If the callback's implementation has no mechanism to distinguish between stale and real timeouts, then spurious callbacks may occur.
The VersionedTimer class solves this problem by providing a mechanism to tag the timer with a version - every time the timer is changed, the caller can provide a version field with the new timeouts. Since the timer uses the same lock to process change requests and to schedule callbacks, it's possible to determine if a callback is stale. When the timer's scheduling logic decides to run the timer, it also copies the timer's current version before releasing the lock, to provide to the callback. Since it does so under the same lock it uses for processing Change requests, two things can happen:
- Either the Change() call wins the race, and the timer is successfully rescheduled with an updated version, or:
- The scheduling logic wins the race, reads the old version and schedules the callback with the old version.
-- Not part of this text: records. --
use axum::{
    extract::{Path, State},
    http::StatusCode,
    Json,
};
use serde::Serialize;

use crate::booking;
use crate::catalog::DbCatalog;
use crate::entities::booking as booking_entity;
use crate::error::AppResult;
use crate::inventory::{BookingCandidate, DbBookingStore, FlightCapacity, SeatInventory};
use crate::AppState;

#[derive(Debug, Serialize)]
#[serde(rename_all = "camelCase")]
pub struct BookingResponse {
    pub id: i32,
    pub flight_id: i32,
    pub seat_number: String,
    pub price: f64,
    pub luggage: bool,
    pub meal: bool,
    pub fare_class: String,
    pub customer_email: String,
    pub customer_name: Option<String>,
    pub paid: Option<bool>,
}

impl From<booking_entity::Model> for BookingResponse {
    fn from(booked: booking_entity::Model) -> Self {
        Self {
            id: booked.id,
            flight_id: booked.flight_id,
            seat_number: booked.seat_number,
            price: booked.price,
            luggage: booked.luggage,
            meal: booked.meal,
            fare_class: booked.fare_class,
            customer_email: booked.customer_email,
            customer_name: booked.customer_name,
            paid: booked.paid,
        }
    }
}

fn inventory(state: &AppState) -> SeatInventory<DbBookingStore> {
    SeatInventory::new(DbBookingStore::new(state.db.clone()))
}

/// Create a booking
pub async fn create(
    State(state): State<AppState>,
    Json(candidate): Json<BookingCandidate>,
) -> AppResult<(StatusCode, Json<BookingResponse>)> {
    let booked = booking::create_booking(&inventory(&state), candidate).await?;
    Ok((StatusCode::CREATED, Json(booked.into())))
}

/// Get the capacity snapshot for a flight
pub async fn flight_capacity(
    State(state): State<AppState>,
    Path(flight_id): Path<i32>,
) -> AppResult<Json<FlightCapacity>> {
    let catalog = DbCatalog::new(state.db.clone());
    let snapshot = inventory(&state).capacity_snapshot(&catalog, flight_id).await?;
    Ok(Json(snapshot))
}

pub async fn is_flight_full(
    State(state): State<AppState>,
    Path(flight_id): Path<i32>,
) -> AppResult<Json<serde_json::Value>> {
    let is_full = inventory(&state).is_flight_full(flight_id).await?;
    Ok(Json(serde_json::json!({
        "flightId": flight_id,
        "isFull": is_full,
    })))
}

pub async fn available_seats(
    State(state): State<AppState>,
    Path(flight_id): Path<i32>,
) -> AppResult<Json<serde_json::Value>> {
    let available = inventory(&state).available_seats_count(flight_id).await?;
    Ok(Json(serde_json::json!({
        "flightId": flight_id,
        "availableSeats": available,
    })))
}

pub async fn booked_seats(
    State(state): State<AppState>,
    Path(flight_id): Path<i32>,
) -> AppResult<Json<serde_json::Value>> {
    let booked = inventory(&state).booked_seats(flight_id).await?;
    Ok(Json(serde_json::json!({
        "flightId": flight_id,
        "bookedSeats": booked,
    })))
}

/// Suggest the next free seat; a full flight is reported, not an error
pub async fn suggest_seat(
    State(state): State<AppState>,
    Path(flight_id): Path<i32>,
) -> AppResult<Json<serde_json::Value>> {
    let suggested = inventory(&state).suggest_next_seat(flight_id).await?;
    let body = match suggested {
        Some(seat) => serde_json::json!({
            "flightId": flight_id,
            "suggestedSeat": seat,
        }),
        None => serde_json::json!({
            "flightId": flight_id,
            "message": "Flight is full",
        }),
    };
    Ok(Json(body))
}
//! Seat inventory: derived occupancy queries and the atomic seat
//! reservation primitive.
//!
//! Occupancy is never cached; every query derives it from the booking set
//! so there is no second source of truth to drift from the store. Reads are
//! point-in-time snapshots and may be stale by the time the caller acts on
//! them, which is why [`BookingStore::reserve`] re-checks availability
//! inside its own transaction instead of trusting a prior read.

use sea_orm::{
    ActiveModelTrait, ColumnTrait, DatabaseConnection, EntityTrait, QueryFilter, Set, SqlErr,
    TransactionTrait,
};
use serde::{Deserialize, Serialize};

use crate::catalog::FlightCatalog;
use crate::entities::booking;
use crate::error::{AppError, AppResult};
use crate::seats;

/// A booking as submitted by a caller, before an id is assigned.
#[derive(Debug, Clone, Serialize, Deserialize)]
#[serde(rename_all = "camelCase")]
pub struct BookingCandidate {
    pub flight_id: i32,
    pub seat_number: String,
    pub price: f64,
    #[serde(default)]
    pub luggage: bool,
    #[serde(default)]
    pub meal: bool,
    #[serde(default)]
    pub fare_class: String,
    pub customer_email: String,
    pub customer_name: Option<String>,
    pub paid: Option<bool>,
}

/// Storage boundary for bookings.
///
/// `reserve` is the one mutating operation in the whole core: an atomic
/// check-and-claim on a `(flight_id, seat_number)` key. Of any number of
/// concurrent reservations for the same key, exactly one commits; the rest
/// observe [`AppError::SeatNotAvailable`]. Keys for different seats never
/// serialize against each other.
#[allow(async_fn_in_trait)]
pub trait BookingStore: Send + Sync {
    /// Seat labels currently held by bookings on the flight, in no
    /// particular order.
    async fn booked_seats(&self, flight_id: i32) -> AppResult<Vec<String>>;

    /// Atomically claim the candidate's seat and persist the booking,
    /// returning it with its assigned id.
    async fn reserve(&self, candidate: &BookingCandidate) -> AppResult<booking::Model>;
}

/// Capacity snapshot for one flight, computed on demand from the booking
/// set and flight metadata.
#[derive(Debug, Clone, Serialize)]
#[serde(rename_all = "camelCase")]
pub struct FlightCapacity {
    pub flight_id: i32,
    pub departure: String,
    pub arrival: String,
    pub date: String,
    pub total_seats: i32,
    pub booked_seats: i32,
    pub available_seats: i32,
    pub is_full: bool,
    pub occupancy_percentage: f64,
    pub booked_seat_numbers: Vec<String>,
}

/// Derived seat queries over a [`BookingStore`].
pub struct SeatInventory<S> {
    store: S,
}

impl<S: BookingStore> SeatInventory<S> {
    pub fn new(store: S) -> Self {
        Self { store }
    }

    pub async fn is_seat_available(&self, flight_id: i32, seat_number: &str) -> AppResult<bool> {
        let booked = self.store.booked_seats(flight_id).await?;
        Ok(!booked.iter().any(|s| s == seat_number))
    }

    pub async fn available_seats_count(&self, flight_id: i32) -> AppResult<i32> {
        let booked = self.store.booked_seats(flight_id).await?;
        Ok(seats::TOTAL_SEATS - booked.len() as i32)
    }

    pub async fn is_flight_full(&self, flight_id: i32) -> AppResult<bool> {
        Ok(self.available_seats_count(flight_id).await? == 0)
    }

    /// Booked seat labels sorted by (row, column): `1A, 1B, 2C, 5A, 10F`.
    pub async fn booked_seats(&self, flight_id: i32) -> AppResult<Vec<String>> {
        let mut booked = self.store.booked_seats(flight_id).await?;
        seats::sort_labels(&mut booked);
        Ok(booked)
    }

    /// First free seat in row-major order, `None` when the flight is full.
    /// A full flight is a normal answer here, not an error.
    pub async fn suggest_next_seat(&self, flight_id: i32) -> AppResult<Option<String>> {
        let booked = self.store.booked_seats(flight_id).await?;
        Ok(seats::first_free(&booked))
    }

    /// Join flight metadata with the derived occupancy counts. Fails with
    /// [`AppError::FlightNotFound`] when the catalog has no such flight.
    pub async fn capacity_snapshot<C: FlightCatalog>(
        &self,
        catalog: &C,
        flight_id: i32,
    ) -> AppResult<FlightCapacity> {
        let meta = catalog.flight_meta(flight_id).await?;
        let booked = self.booked_seats(flight_id).await?;

        let booked_count = booked.len() as i32;
        let available = seats::TOTAL_SEATS - booked_count;
        Ok(FlightCapacity {
            flight_id,
            departure: meta.departure,
            arrival: meta.arrival,
            date: meta.date,
            total_seats: seats::TOTAL_SEATS,
            booked_seats: booked_count,
            available_seats: available,
            is_full: available == 0,
            occupancy_percentage: f64::from(booked_count) / f64::from(seats::TOTAL_SEATS) * 100.0,
            booked_seat_numbers: booked,
        })
    }

    pub async fn reserve_and_record(&self, candidate: &BookingCandidate) -> AppResult<booking::Model> {
        self.store.reserve(candidate).await
    }
}

/// Booking store backed by the bookings table.
#[derive(Clone)]
pub struct DbBookingStore {
    db: DatabaseConnection,
}

impl DbBookingStore {
    pub fn new(db: DatabaseConnection) -> Self {
        Self { db }
    }
}

impl BookingStore for DbBookingStore {
    async fn booked_seats(&self, flight_id: i32) -> AppResult<Vec<String>> {
        let bookings = booking::Entity::find()
            .filter(booking::Column::FlightId.eq(flight_id))
            .all(&self.db)
            .await?;
        Ok(bookings.into_iter().map(|b| b.seat_number).collect())
    }

    async fn reserve(&self, candidate: &BookingCandidate) -> AppResult<booking::Model> {
        let txn = self.db.begin().await?;

        let taken = booking::Entity::find()
            .filter(booking::Column::FlightId.eq(candidate.flight_id))
            .filter(booking::Column::SeatNumber.eq(candidate.seat_number.as_str()))
            .one(&txn)
            .await?;
        if taken.is_some() {
            txn.rollback().await?;
            return Err(AppError::SeatNotAvailable(format!(
                "Seat {} on flight {} is taken",
                candidate.seat_number, candidate.flight_id
            )));
        }

        // The unique index on (flight_id, seat_number) decides races the
        // pre-check cannot see: the losing insert fails and the transaction
        // rolls back on drop, leaving seat state untouched.
        let inserted = booking::ActiveModel {
            flight_id: Set(candidate.flight_id),
            seat_number: Set(candidate.seat_number.clone()),
            price: Set(candidate.price),
            luggage: Set(candidate.luggage),
            meal: Set(candidate.meal),
            fare_class: Set(candidate.fare_class.clone()),
            customer_email: Set(candidate.customer_email.clone()),
            customer_name: Set(candidate.customer_name.clone()),
            paid: Set(candidate.paid),
            ..Default::default()
        }
        .insert(&txn)
        .await
        .map_err(|e| match e.sql_err() {
            Some(SqlErr::UniqueConstraintViolation(_)) => AppError::SeatNotAvailable(format!(
                "Seat {} on flight {} is taken",
                candidate.seat_number, candidate.flight_id
            )),
            _ => AppError::from(e),
        })?;

        txn.commit().await?;
        Ok(inserted)
    }
}

#[cfg(test)]
mod tests {
    use super::*;
    use crate::seats::TOTAL_SEATS;
    use crate::testutil::{candidate, fixture_catalog, MemoryStore};

    #[tokio::test]
    async fn counts_derive_from_the_booking_set() {
        let inventory = SeatInventory::new(MemoryStore::default());

        assert_eq!(inventory.available_seats_count(1).await.unwrap(), TOTAL_SEATS);
        assert!(!inventory.is_flight_full(1).await.unwrap());

        for seat in ["5A", "1C", "10F"] {
            inventory.reserve_and_record(&candidate(1, seat)).await.unwrap();
        }

        assert_eq!(inventory.available_seats_count(1).await.unwrap(), TOTAL_SEATS - 3);
        assert!(!inventory.is_seat_available(1, "5A").await.unwrap());
        assert!(inventory.is_seat_available(1, "5B").await.unwrap());

        // Another flight's inventory is untouched.
        assert_eq!(inventory.available_seats_count(2).await.unwrap(), TOTAL_SEATS);
    }

    #[tokio::test]
    async fn booked_seats_are_sorted_by_row_then_column() {
        let inventory = SeatInventory::new(MemoryStore::default());
        for seat in ["10F", "2C", "1B", "5A", "1A"] {
            inventory.reserve_and_record(&candidate(7, seat)).await.unwrap();
        }

        let booked = inventory.booked_seats(7).await.unwrap();
        assert_eq!(booked, vec!["1A", "1B", "2C", "5A", "10F"]);
    }

    #[tokio::test]
    async fn snapshot_counts_stay_consistent() {
        let store = MemoryStore::default();
        let inventory = SeatInventory::new(store);
        let catalog = fixture_catalog();

        for seat in ["1A", "1B", "3D"] {
            inventory.reserve_and_record(&candidate(1, seat)).await.unwrap();
        }

        let snapshot = inventory.capacity_snapshot(&catalog, 1).await.unwrap();
        assert_eq!(snapshot.total_seats, TOTAL_SEATS);
        assert_eq!(snapshot.booked_seats, 3);
        assert_eq!(snapshot.available_seats, TOTAL_SEATS - 3);
        assert_eq!(snapshot.booked_seats + snapshot.available_seats, TOTAL_SEATS);
        assert!(!snapshot.is_full);
        assert!((snapshot.occupancy_percentage - 5.0).abs() < 1e-9);
        assert_eq!(snapshot.booked_seat_numbers, vec!["1A", "1B", "3D"]);
        assert_eq!(snapshot.departure, "AMS");
        assert_eq!(snapshot.arrival, "LON");
    }

    #[tokio::test]
    async fn snapshot_for_unknown_flight_is_flight_not_found() {
        let inventory = SeatInventory::new(MemoryStore::default());
        let catalog = fixture_catalog();

        let err = inventory.capacity_snapshot(&catalog, 999).await.unwrap_err();
        assert!(matches!(err, AppError::FlightNotFound(999)));
    }

    #[tokio::test]
    async fn suggestion_is_free_and_immediately_reservable() {
        let inventory = SeatInventory::new(MemoryStore::default());
        for seat in ["1A", "1B", "1C"] {
            inventory.reserve_and_record(&candidate(1, seat)).await.unwrap();
        }

        let suggested = inventory.suggest_next_seat(1).await.unwrap().unwrap();
        assert_eq!(suggested, "1D");
        assert!(!inventory.booked_seats(1).await.unwrap().contains(&suggested));

        inventory
            .reserve_and_record(&candidate(1, &suggested))
            .await
            .unwrap();
    }

    #[tokio::test]
    async fn full_flight_suggests_nothing_and_rejects_reservations() {
        let inventory = SeatInventory::new(MemoryStore::default());
        for seat in crate::seats::all_labels() {
            inventory.reserve_and_record(&candidate(1, &seat)).await.unwrap();
        }

        assert!(inventory.is_flight_full(1).await.unwrap());
        assert_eq!(inventory.available_seats_count(1).await.unwrap(), 0);
        assert_eq!(inventory.suggest_next_seat(1).await.unwrap(), None);

        let err = inventory
            .reserve_and_record(&candidate(1, "1A"))
            .await
            .unwrap_err();
        assert!(matches!(err, AppError::SeatNotAvailable(_)));
    }

    #[tokio::test]
    async fn a_seat_is_never_sold_twice_sequentially() {
        let inventory = SeatInventory::new(MemoryStore::default());

        inventory.reserve_and_record(&candidate(1, "5A")).await.unwrap();
        let err = inventory
            .reserve_and_record(&candidate(1, "5A"))
            .await
            .unwrap_err();
        assert!(matches!(err, AppError::SeatNotAvailable(_)));

        // Same seat on a different flight is a different key.
        inventory.reserve_and_record(&candidate(2, "5A")).await.unwrap();
    }

    #[tokio::test]
    async fn concurrent_reservations_for_one_seat_have_exactly_one_winner() {
        const ATTEMPTS: usize = 16;

        let store = MemoryStore::default();
        let mut handles = Vec::new();
        for _ in 0..ATTEMPTS {
            let store = store.clone();
            handles.push(tokio::spawn(async move {
                let inventory = SeatInventory::new(store);
                inventory.reserve_and_record(&candidate(1, "5A")).await
            }));
        }

        let mut won = 0;
        let mut lost = 0;
        for handle in handles {
            match handle.await.unwrap() {
                Ok(booking) => {
                    assert_eq!(booking.seat_number, "5A");
                    won += 1;
                }
                Err(AppError::SeatNotAvailable(_)) => lost += 1,
                Err(other) => panic!("unexpected error: {other}"),
            }
        }

        assert_eq!(won, 1);
        assert_eq!(lost, ATTEMPTS - 1);

        let inventory = SeatInventory::new(store);
        let booked = inventory.booked_seats(1).await.unwrap();
        assert_eq!(booked, vec!["5A"]);
    }
}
Either the timer doesn't run, or it runs with a version that indentifies it as being stale, allowing the callback to filter out the invocation.
Using the timer is fairly simple:
public class TimerExample {
private VersionedTimer<string> timer;
private long version;
private object syncLock;
public TimerExample() {
this.syncLock = new object();
this.version = 0;
this.timer = new VersionedTimer<string>( "Timer", TimerCallback );
}
public void RescheduleTimer() {
lock( this.syncLock ) {
this.version++;
// Postpone the timer so that it starts in 555 ms.
this.timer.Change( 555, 42, this.version );
}
}
private void TimerCallback( string state, long callbackVersion ) {
lock( this.syncLock ) {
if( callbackVersion < this.version ) {
// Stale timer callback. Ignore it.
return;
}
ProcessTimerCallback();
}
}
}
This project is licensed under the BSD 2-clause license.